The Museum of Classical Art of the University of Rome La Sapienza , often also known as the "Museum of Plasters", was founded by Emanuel Löwy, who since his appointment as professor of Archeology and History of Art in 1889/1890 has worked hard to create a collection of casts on the model of university plaster casts which in Europe - especially in Germany - had arisen as indispensable teaching and research tools.
The first nucleus of the Museum , gradually increased thanks to Löwy, who directed it until 1915, was set up in some rooms in via Luca della Robbia in Testaccio. In 1924 the Museum of Classical Art was transferred to the S. Michele Institute, but the spaces soon proved inadequate to the size of the constantly growing museum patrimony, as became evident during the direction of Giulio Emanuele Rizzo.
A few years later, with the construction of the new University City, the collection found a new and more suitable location in the basement rooms of the building intended for the Faculty of Letters and Philosophy, the same ones it still occupies, designed by Ernesto Rapisardi.
Since then the Museum took on the name of Museum of Classical Art. The exhibition of the casts in the new headquarters, set up in the summer of 1935, followed the criterion of a traditional chronological order, always maintained by the successive directors, among whom we remember in particular Giulio Quirino Giglioli, Giovanni Becatti, Sandro Stucchi , and was also preserved after the extensive restoration and renovation carried out between 1996 and 2000, under the direction of Andrea Carandini.

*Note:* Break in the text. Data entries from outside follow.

//! Secondary replicator behavior tests.

use std::sync::Arc;
use std::time::Instant;

use bytes::Bytes;

use tidemark_types::{Epoch, PartitionId, ReplicaId, ReplicationEndpointId, SequenceNumber};
use tidemark_wire::{
    AckBody, FromHeader, InduceFaultBody, MessageBody, OperationMetadata,
    ReplicationOperationBody, StartCopyBody, WireOperation,
};

use crate::config::ReplicatorSettings;
use crate::stream::{FaultKind, StreamEntry};
use crate::testing::MockStateProvider;

use super::{SecondaryReplicator, SecondaryRoleKind};

fn endpoint(replica: u64) -> ReplicationEndpointId {
    ReplicationEndpointId::new(PartitionId::generate(), ReplicaId::new(replica))
}

fn primary_header() -> FromHeader {
    FromHeader {
        address: "10.0.0.1:9099".into(),
        endpoint_id: endpoint(1),
    }
}

fn settings() -> Arc<ReplicatorSettings> {
    Arc::new(ReplicatorSettings::default())
}

fn batch(epoch: Epoch, lsns: &[i64]) -> ReplicationOperationBody {
    ReplicationOperationBody {
        operations: lsns
            .iter()
            .map(|lsn| {
                let payload = Bytes::from_static(b"data");
                WireOperation {
                    metadata: OperationMetadata::normal(SequenceNumber::new(*lsn)),
                    epoch,
                    segment_sizes: vec![payload.len() as u64],
                    segments: vec![payload],
                }
            })
            .collect(),
        primary_epoch: epoch,
        completed_sequence_number: SequenceNumber::NON_INITIALIZED,
        last_in_batch: true,
    }
}

fn last_ack(output: &super::SecondaryOutput) -> AckBody {
    output
        .sends
        .iter()
        .rev()
        .find_map(|envelope| match &envelope.body {
            MessageBody::ReplicationAck(ack) => Some(*ack),
            _ => None,
        })
        .expect("output carries an ack")
}

#[test]
fn replication_flow_acks_receive_and_apply() {
    let epoch = Epoch::new(1, 1);
    let mut secondary = SecondaryReplicator::new_idle(endpoint(2), epoch, settings());
    let mut provider = MockStateProvider::default();
    let now = Instant::now();

    secondary.process_start_copy(
        &primary_header(),
        &StartCopyBody {
            epoch,
            replica_id: ReplicaId::new(2),
            replication_start_sequence: SequenceNumber::new(1),
        },
        &mut provider,
        now,
    );

    let output =
        secondary.process_replication_batch(&primary_header(), &batch(epoch, &[1, 2, 3]), &mut provider, now);
    let ack = last_ack(&output);
    assert_eq!(ack.replication_receive, SequenceNumber::new(3));
    assert_eq!(ack.replication_quorum, SequenceNumber::new(3));

    // Strict in-order delivery on the stream.
    let stream = secondary.replication_stream().expect("stream");
    for expected in 1..=3 {
        match stream.get_next() {
            StreamEntry::Operation(op) => assert_eq!(op.sequence_number().as_i64(), expected),
            other => panic!("expected op {expected}, got {other:?}"),
        }
    }
}

#[test]
fn stale_epoch_batches_are_dropped() {
    let epoch = Epoch::new(2, 1);
    let mut secondary = SecondaryReplicator::new_idle(endpoint(2), epoch, settings());
    let mut provider = MockStateProvider::default();
    let now = Instant::now();

    secondary.process_start_copy(
        &primary_header(),
        &StartCopyBody {
            epoch,
            replica_id: ReplicaId::new(2),
            replication_start_sequence: SequenceNumber::new(1),
        },
        &mut provider,
        now,
    );

    let stale = batch(Epoch::new(1, 9), &[1]);
    let output =
        secondary.process_replication_batch(&primary_header(), &stale, &mut provider, now);
    assert!(output.sends.is_empty());
    assert_eq!(secondary.current_progress(), SequenceNumber::new(0));
}

#[test]
fn epoch_barrier_drains_before_provider_update() {
    let e1 = Epoch::new(1, 1);
    let e2 = Epoch::new(1, 2);
    let mut secondary = SecondaryReplicator::new_idle(endpoint(2), e1, settings());
    let mut provider = MockStateProvider::default();
    let now = Instant::now();

    secondary.process_start_copy(
        &primary_header(),
        &StartCopyBody {
            epoch: e1,
            replica_id: ReplicaId::new(2),
            replication_start_sequence: SequenceNumber::new(1),
        },
        &mut provider,
        now,
    );
    secondary.process_replication_batch(&primary_header(), &batch(e1, &[1]), &mut provider, now);

    // New-epoch batch arrives while op 1 sits undelivered: it must wait.
    secondary.process_replication_batch(&primary_header(), &batch(e2, &[2]), &mut provider, now);
    assert!(provider.epoch_updates.is_empty());
    assert_eq!(secondary.epoch(), e1);

    let stream = secondary.replication_stream().expect("stream");
    match stream.get_next() {
        StreamEntry::Operation(op) => assert_eq!(op.sequence_number().as_i64(), 1),
        other => panic!("expected op 1, got {other:?}"),
    }
    // Nothing from the new epoch is observable before the barrier.
    assert!(matches!(stream.get_next(), StreamEntry::Pending));

    let output = secondary.poll_epoch_barrier(&mut provider, now);
    assert!(matches!(output.epoch_updated, Some(Ok(()))));
    assert_eq!(provider.epoch_updates, vec![(e2, SequenceNumber::new(1))]);
    assert_eq!(secondary.epoch(), e2);

    match stream.get_next() {
        StreamEntry::Operation(op) => assert_eq!(op.sequence_number().as_i64(), 2),
        other => panic!("expected op 2, got {other:?}"),
    }
}

#[test]
fn failed_epoch_update_faults_the_role() {
    let e1 = Epoch::new(1, 1);
    let mut secondary = SecondaryReplicator::new_idle(endpoint(2), e1, settings());
    let mut provider = MockStateProvider {
        fail_update_epoch: true,
        ..Default::default()
    };
    let now = Instant::now();

    let output = secondary
        .update_epoch(Epoch::new(1, 2), &mut provider, now)
        .expect("update accepted");
    assert!(matches!(output.epoch_updated, Some(Err(_))));
    assert!(output.fault.is_some());
    assert!(secondary.is_faulted());
}

#[test]
fn consumer_fault_terminates_streams() {
    let epoch = Epoch::new(1, 1);
    let mut secondary = SecondaryReplicator::new_idle(endpoint(2), epoch, settings());
    let mut provider = MockStateProvider::default();
    let now = Instant::now();

    secondary.process_start_copy(
        &primary_header(),
        &StartCopyBody {
            epoch,
            replica_id: ReplicaId::new(2),
            replication_start_sequence: SequenceNumber::new(1),
        },
        &mut provider,
        now,
    );
    secondary.process_replication_batch(&primary_header(), &batch(epoch, &[1, 2]), &mut provider, now);

    let stream = secondary.replication_stream().expect("stream");
    stream.report_fault(FaultKind::Permanent);

    let output = secondary.poll_stream_faults(now);
    match output.fault {
        Some((FaultKind::Permanent, _)) => {}
        other => panic!("expected permanent fault, got {other:?}"),
    }
    assert!(matches!(stream.get_next(), StreamEntry::EndOfStream));
    // The flushed ack carries the fault code.
    assert_ne!(last_ack(&output).error_code, 0);
}

#[test]
fn close_waits_for_end_of_stream_ack() {
    let epoch = Epoch::new(1, 1);
    let mut secondary = SecondaryReplicator::new_idle(endpoint(2), epoch, settings());
    let mut provider = MockStateProvider::default();
    let now = Instant::now();

    secondary.process_start_copy(
        &primary_header(),
        &StartCopyBody {
            epoch,
            replica_id: ReplicaId::new(2),
            replication_start_sequence: SequenceNumber::new(1),
        },
        &mut provider,
        now,
    );
    secondary.process_replication_batch(&primary_header(), &batch(epoch, &[1]), &mut provider, now);

    let output = secondary.begin_close(now);
    assert!(!output.close_completed);

    // The consumer drains up to the synthetic end-of-stream and acks it.
    let stream = secondary.replication_stream().expect("stream");
    let mut eos = None;
    loop {
        match stream.get_next() {
            StreamEntry::Operation(op) if op.is_end_of_stream() => {
                eos = Some(op);
                break;
            }
            StreamEntry::Operation(_) => {}
            StreamEntry::EndOfStream => break,
            StreamEntry::Pending => panic!("stream stalled before end of stream"),
        }
    }
    let eos = eos.expect("explicit end-of-stream operation");
    let output = secondary.ack_replication_operation(&eos, &mut provider, now);
    assert!(output.close_completed);
}

#[test]
fn induce_fault_matches_incarnation() {
    let epoch = Epoch::new(1, 1);
    let our_endpoint = endpoint(2);
    let mut secondary = SecondaryReplicator::new_idle(our_endpoint, epoch, settings());
    let now = Instant::now();

    // Wrong incarnation: ignored.
    let other = endpoint(2);
    let output = secondary.process_induce_fault(
        &InduceFaultBody {
            target_replica_id: ReplicaId::new(2),
            target_incarnation: other.incarnation_id,
            reason: "slow".into(),
        },
        now,
    );
    assert!(output.fault.is_none());

    let output = secondary.process_induce_fault(
        &InduceFaultBody {
            target_replica_id: ReplicaId::new(2),
            target_incarnation: our_endpoint.incarnation_id,
            reason: "slow".into(),
        },
        now,
    );
    assert!(output.fault.is_some());
    assert!(secondary.is_faulted());
}

#[test]
fn promotion_reports_role_change() {
    let mut secondary = SecondaryReplicator::new_idle(endpoint(2), Epoch::new(1, 1), settings());
    assert_eq!(secondary.role(), SecondaryRoleKind::Idle);
    secondary.promote_to_active();
    assert_eq!(secondary.role(), SecondaryRoleKind::Active);
}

Among the most recent acquisitions there is the “Giovane di Mozia” (found in 1979), which represents one of the first examples of reproduction based on a digital model obtained in 2004 through laser scanning of the original. On the other hand, the Prada Foundation donated copies of the fragments of the group of the Tyrannicides of Baia , obtained after laser scanning of the originals, with a 3D printer by the ITABC, dates back to 2015.